B.C.’S NEW HUMAN RESOURCES minister Norm Levi was besieged by women in his first year in office. By all accounts, he didn’t mind much. He was a charming man, English-born, witty and sympathetic to the feminist movement. A trained social worker who had once worked for the John Howard Society in Vancouver, the NDP MLA found himself under pressure from all sides in 1973 — the Y, the Vancouver Status of Women (VSW), community activists, feminists from all corners — to fund a transition house in Vancouver.

He had already been softened up to the cause by the eloquent women of Ishtar, who ambushed him after a speech in Surrey earlier that year to lobby for stable provincial support for their new shelter in the Langley area. Another politician might have become testy or defensive. Levi thought it was funny. But even with Rosemary Brown as his colleague in a left-leaning B.C. legislature, Levi still often expressed the fears of many of that time, from the church to politicians to mainstream media — that by providing a place where women could leave their marriages, feminists would ultimately and inevitably destroy families. No politician could afford to be seen as “anti-family.”

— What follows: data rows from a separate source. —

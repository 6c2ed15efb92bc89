//! Dispatch to the pumpkin-core constraint solver.

use super::{CompiledModel, CompiledObjective, LinearRow, Refutation, RowKind, SearchLimit};
use duet_solver::Sense;
use pumpkin_core::constraints::{self, Constraint};
use pumpkin_core::optimisation::OptimisationDirection;
use pumpkin_core::optimisation::linear_sat_unsat::LinearSatUnsat;
use pumpkin_core::results::{
    OptimisationResult, ProblemSolution, SatisfactionResult, SolutionReference,
};
use pumpkin_core::variables::{AffineView, DomainId, TransformableVariable};
use pumpkin_core::{DefaultBrancher, Solver};
use std::cell::Cell;
use tracing::{debug, trace};

/// Native outcome of the discrete engine.
#[derive(Debug, Clone, Copy, PartialEq, Eq)]
pub(crate) enum EngineStatus {
    /// A model without objective has a solution.
    Satisfiable,
    /// The best solution is proven optimal.
    Optimal,
    /// The budget ran out after at least one solution.
    BestKnown,
    /// No solution exists.
    Unsatisfiable,
    /// The budget ran out before any solution.
    Unknown,
    /// The model could not be lowered.
    ModelInvalid,
}

#[derive(Debug, Clone, PartialEq, Eq)]
pub(crate) struct EngineOutcome {
    pub(crate) status: EngineStatus,
    /// Best assignment, empty without a solution.
    pub(crate) values: Vec<i64>,
    pub(crate) objective: i64,
    pub(crate) branches: u64,
    pub(crate) solutions: u64,
}

impl EngineOutcome {
    pub(crate) fn without_solution(status: EngineStatus, branches: u64) -> Self {
        Self {
            status,
            values: Vec::new(),
            objective: 0,
            branches,
            solutions: 0,
        }
    }
}

thread_local! {
    // The optimiser takes a plain function as its solution callback.
    static SOLUTIONS_FOUND: Cell<u64> = const { Cell::new(0) };
}

/// Solve `model` under `limit`.
///
/// A fresh solver is built per call, so nothing learned in one solve is
/// visible to the next.
pub(crate) fn run(model: &CompiledModel, limit: &mut SearchLimit) -> EngineOutcome {
    if let Some(refutation) = model.all_different_refutation() {
        return refuted(&refutation);
    }

    let mut solver = Solver::default();
    let variables: Vec<DomainId> = model
        .domains
        .iter()
        .zip(&model.names)
        .map(|(&(lower, upper), name)| {
            // compile keeps every domain inside i32
            let (lower, upper) = (lower as i32, upper as i32);
            match name {
                Some(name) => solver.new_named_bounded_integer(lower, upper, name.as_str()),
                None => solver.new_bounded_integer(lower, upper),
            }
        })
        .collect();
    let objective = model.objective.as_ref().map(|objective| {
        let value = solver.new_named_bounded_integer(objective.lower, objective.upper, "objective");
        (objective, value)
    });

    let posted = post_model(&mut solver, model, &variables).and_then(|()| match objective {
        Some((objective, value)) => post_objective(&mut solver, objective, value, &variables),
        None => Ok(()),
    });
    if let Err(refutation) = posted {
        return refuted(&refutation);
    }

    trace!(
        component = "cp_engine",
        operation = "post",
        status = "success",
        variables = variables.len(),
        rows = model.rows.len(),
        all_different = model.all_different.len(),
        "Posted model to pumpkin"
    );

    let mut brancher = solver.default_brancher();
    let (status, values, solutions) = match objective {
        None => satisfy(&mut solver, &mut brancher, limit, &variables),
        Some((objective, value)) => optimise(
            &mut solver,
            &mut brancher,
            limit,
            objective.sense,
            value,
            &variables,
        ),
    };

    let objective_value = match (&model.objective, values.is_empty()) {
        (Some(objective), false) => objective.evaluate(&values),
        _ => 0,
    };
    EngineOutcome {
        status,
        values,
        objective: objective_value,
        branches: limit.steps(),
        solutions,
    }
}

fn refuted(refutation: &Refutation) -> EngineOutcome {
    debug!(
        component = "cp_engine",
        operation = "run",
        status = "success",
        reason = %refutation,
        "Model refuted before search"
    );
    EngineOutcome::without_solution(EngineStatus::Unsatisfiable, 0)
}

fn post_model(
    solver: &mut Solver,
    model: &CompiledModel,
    variables: &[DomainId],
) -> Result<(), Refutation> {
    for (index, row) in model.rows.iter().enumerate() {
        if row.terms.is_empty() {
            if row.holds(&[]) {
                continue;
            }
            return Err(Refutation::EmptyRow { row: index });
        }
        post_row(solver, row, variables).map_err(|_| Refutation::RootConflict {
            kind: "row",
            index,
        })?;
    }

    for (index, group) in model.all_different.iter().enumerate() {
        let members: Vec<DomainId> = group.iter().map(|&var| variables[var]).collect();
        let tag = solver.new_constraint_tag();
        constraints::all_different(members, tag)
            .post(solver)
            .map_err(|_| Refutation::RootConflict {
                kind: "all_different",
                index,
            })?;
    }
    Ok(())
}

fn post_row(
    solver: &mut Solver,
    row: &LinearRow,
    variables: &[DomainId],
) -> Result<(), pumpkin_core::ConstraintOperationError> {
    let terms = scaled_terms(&row.terms, variables);
    let tag = solver.new_constraint_tag();
    match row.kind {
        RowKind::LessEqual => constraints::less_than_or_equals(terms, row.rhs, tag).post(solver),
        RowKind::Equal => constraints::equals(terms, row.rhs, tag).post(solver),
    }
}

/// Tie `value` to the objective expression: `Σ coeff * x - value = 0`.
fn post_objective(
    solver: &mut Solver,
    objective: &CompiledObjective,
    value: DomainId,
    variables: &[DomainId],
) -> Result<(), Refutation> {
    let mut terms = scaled_terms(&objective.terms, variables);
    terms.push(value.scaled(-1));
    let tag = solver.new_constraint_tag();
    constraints::equals(terms, 0, tag)
        .post(solver)
        .map_err(|_| Refutation::RootConflict {
            kind: "objective",
            index: 0,
        })
}

fn scaled_terms(terms: &[(usize, i32)], variables: &[DomainId]) -> Vec<AffineView<DomainId>> {
    terms
        .iter()
        .map(|&(var, coeff)| variables[var].scaled(coeff))
        .collect()
}

fn satisfy(
    solver: &mut Solver,
    brancher: &mut DefaultBrancher,
    limit: &mut SearchLimit,
    variables: &[DomainId],
) -> (EngineStatus, Vec<i64>, u64) {
    match solver.satisfy(brancher, limit) {
        SatisfactionResult::Satisfiable(satisfiable) => {
            let values = read_values(&satisfiable.solution(), variables);
            (EngineStatus::Satisfiable, values, 1)
        }
        SatisfactionResult::Unsatisfiable(..) => (EngineStatus::Unsatisfiable, Vec::new(), 0),
        SatisfactionResult::Unknown(..) => (EngineStatus::Unknown, Vec::new(), 0),
    }
}

fn optimise(
    solver: &mut Solver,
    brancher: &mut DefaultBrancher,
    limit: &mut SearchLimit,
    sense: Sense,
    value: DomainId,
    variables: &[DomainId],
) -> (EngineStatus, Vec<i64>, u64) {
    let direction = match sense {
        Sense::Minimize => OptimisationDirection::Minimise,
        Sense::Maximize => OptimisationDirection::Maximise,
    };
    let callback: fn(&Solver, SolutionReference, &DefaultBrancher) = |_, _, _| {
        SOLUTIONS_FOUND.with(|found| found.set(found.get() + 1));
    };

    SOLUTIONS_FOUND.with(|found| found.set(0));
    let result = solver.optimise(
        brancher,
        limit,
        LinearSatUnsat::new(direction, value, callback),
    );
    let solutions = SOLUTIONS_FOUND.with(Cell::get);

    match result {
        OptimisationResult::Optimal(solution) => (
            EngineStatus::Optimal,
            read_values(&solution, variables),
            solutions.max(1),
        ),
        OptimisationResult::Satisfiable(solution) => (
            EngineStatus::BestKnown,
            read_values(&solution, variables),
            solutions.max(1),
        ),
        OptimisationResult::Unsatisfiable => (EngineStatus::Unsatisfiable, Vec::new(), 0),
        OptimisationResult::Unknown => (EngineStatus::Unknown, Vec::new(), 0),
    }
}

fn read_values(solution: &impl ProblemSolution, variables: &[DomainId]) -> Vec<i64> {
    variables
        .iter()
        .map(|&var| i64::from(solution.get_integer_value(var)))
        .collect()
}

Certainly the young feminists of Ishtar fought this mindset in their conservative community. But so, too, did their older more mainstream counterparts in Edmonton. “The government did not want to give us money,” Beaudry said. “[Some MLAs] plain told us that the women should be at home…. That was an education in itself.”

The conversation often ran along the same lines at public meetings. “We’d say it’s a crime, and the women can’t get out,” explains Gene Errington, Vancouver Status of Woman’s second ombudswoman. “People would ask, ‘Then why doesn’t she leave?’ And we’d say — ‘well, who’s going to help her?’ It was up to us.”

Discouraged by lack of funding and political traction on the issue, many of the Vancouver Women in Transition group had drifted away from the cause by 1973. The VSW was distracted by many other feminist issues, from pay equity to sexual harassment, and only a handful remained focused on the need for a transition house in Vancouver. Errington recalls a few public consultations on the issue, though, including a big meeting at Christchurch Cathedral, where they advocated for the shelter. “There was a lot of media attention,” Errington said. “A lot of the public came. And that’s where this one man stood up and shouted, ‘If we have a house like that in my area, my wife will leave me!’ He was outraged.”

They kept up the pressure. “One thing about those times,” Errington noted, “it was extremely easy to get publicity. There were talk shows all over Vancouver, so we could immediately begin talking about this stuff. There was a climate, at least, where it was being discussed. But we started to get a lot of flak.” The public was “shocked” by what they had to say, Errington remembers, and the reaction was often highly polarized.